Que el pintor nos llama a una visión dramática de la historia se confirma por el contraste entre los dos perros: el perro bueno de pelaje blanco que acompaña al caballo y el perro bermejo, agresivo y feo, figurado más a la derecha. Estas son verdaderas y propias imágenes del ángel bueno y del malo, de las sugestiones divinas y de las demoníacas que siempre se enfrentan en la historia. El "gran can" malvado puede también que aluda -como ha sido sugerido- al "Gran Khan”, título que después de llevarlo los mongoles se le atribuyó a los sultanes turcos; y, en este caso, el conflicto bélico en que el soldado combate sería concretamente la guerra de Venecia contra los turcos. Pero esto, a su vez, es sólo un episodio de un drama siempre operante en la historia y que trasciende los eventos particulares.

De una insólita riqueza  -de un gusto, sin embargo, típicamente medieval y hoy aún más difícil de comprender- es el simbolismo de las plantas. No es por azar, sino por esto mismo que Carpaccio entusiasmaría a los prerrafaelitas que buscarán reproducir la flora en obras -como la "Ophelia", de John Everett Millais (1829-1896)- que son verdaderos y precisos tratados de botánica. En la producción pictórica de Carpaccio, sin embargo, el problema está en el hecho de que muchos símbolos botánicos son ambivalentes. Consideremos, por ejemplo, una flor muy visible: la anémona roja, al lado de las piernas del caballero. Esta, desde la mitología clásica, es un presagio de la muerte. Pero al mismo tiempo para los cristianos significa, como la púrpura que llevan los cardenales, la sangre derramada por la fe y la disponibilidad al martirio. Los gladiolos significan la muerte violenta: pero también el sufrimiento de la Virgen Dolorosa. A la derecha, no muy lejos del perro maligno, vemos los narcisos que, en la mitología griega, son las flores de Perséfone, reina de los ínferos y, por lo tanto, flores ligadas al infierno. Y en cambio, cerca del armiño vemos un lirio, símbolo de la pureza por excelencia, contrapuesto a las zarzas, que simbolizan el desorden. Hallamos también –y el elenco no terminaría aquí- flores de manzanilla (tranquilidad), y la pervinca azul, que la Edad Media considera la flor de la fidelidad y el Cielo.

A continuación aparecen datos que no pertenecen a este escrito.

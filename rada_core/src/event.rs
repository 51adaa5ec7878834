use crate::geo::Coordinates;
use chrono::{DateTime, Utc};
use serde::{Deserialize, Serialize};
use std::fmt;

/// Identifies an event. This is also what goes in the saved set.
#[derive(Debug, Clone, Copy, PartialEq, Eq, PartialOrd, Ord, Hash, Serialize, Deserialize)]
#[serde(transparent)]
pub struct EventId(pub u32);

impl fmt::Display for EventId {
    fn fmt(&self, f: &mut fmt::Formatter<'_>) -> fmt::Result {
        write!(f, "{}", self.0)
    }
}

/// A point of interest with a place on the map. Events don't expire.
#[derive(Debug, Clone, PartialEq, Serialize, Deserialize)]
pub struct EventItem {
    /// Unique among events
    pub id: EventId,

    /// What's happening
    pub title: String,

    /// How far away the event is when we don't know where the user is
    pub distance_label: String,

    /// How long until the event is over, e.g. "2 hr"
    pub time_left_label: String,

    /// Where it is
    pub location: Coordinates,

    /// URI of the cover image
    #[serde(default, skip_serializing_if = "Option::is_none")]
    pub cover: Option<String>,

    /// When it starts
    #[serde(default, skip_serializing_if = "Option::is_none")]
    pub starts_at: Option<DateTime<Utc>>,

    /// Longer blurb
    #[serde(default, skip_serializing_if = "Option::is_none")]
    pub description: Option<String>,
}

impl EventItem {
    /// Construct an event with only the required fields set
    pub fn new(
        id: u32,
        title: impl Into<String>,
        distance_label: impl Into<String>,
        time_left_label: impl Into<String>,
        location: Coordinates,
    ) -> Self {
        Self {
            id: EventId(id),
            title: title.into(),
            distance_label: distance_label.into(),
            time_left_label: time_left_label.into(),
            location,
            cover: None,
            starts_at: None,
            description: None,
        }
    }

    /// The "0.4 km • 2 hr" line under each title, given whichever distance
    /// label applies right now.
    pub fn summary(&self, distance_label: &str) -> String {
        format!("{distance_label} • {}", self.time_left_label)
    }
}

/// The events shown on load, all around Nairobi CBD.
pub fn seed() -> Vec<EventItem> {
    vec![
        EventItem::new(
            1,
            "Street Food Pop-up",
            "0.4 km",
            "2 hr",
            Coordinates::new(-1.286_389, 36.817_223),
        ),
        EventItem::new(
            2,
            "Open Mic Night",
            "0.9 km",
            "5 hr",
            Coordinates::new(-1.283_33, 36.816_67),
        ),
        EventItem::new(
            3,
            "Tech Meetup",
            "1.2 km",
            "1 hr",
            Coordinates::new(-1.29, 36.82),
        ),
        EventItem::new(
            4,
            "Live Jazz Concert",
            "2.0 km",
            "3 hr",
            Coordinates::new(-1.295, 36.815),
        ),
        EventItem::new(
            5,
            "Pop-up Art Gallery",
            "1.8 km",
            "6 hr",
            Coordinates::new(-1.292, 36.819),
        ),
    ]
}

Así, en un cuadro solo, Carpaccio nos ha ofrecido un compendio de la espiritualidad caballeresca, fundada sobre una visión dramática y alternativa de la historia. La vida es milicia, y la del caballero es un viaje, un itinerario erizado de obstáculos y probaciones, pero donde el auxilio procede de la virtud y del Cielo mismo. A la postre –después de haber derrotado al enemigo, quizás a los turcos, y tal vez a trueque de su misma vida- el caballero enfunda la espada. Ha combatido el buen combate, ha sido ejemplo de su época –y de la nuestra. Ahora espera el premio eterno.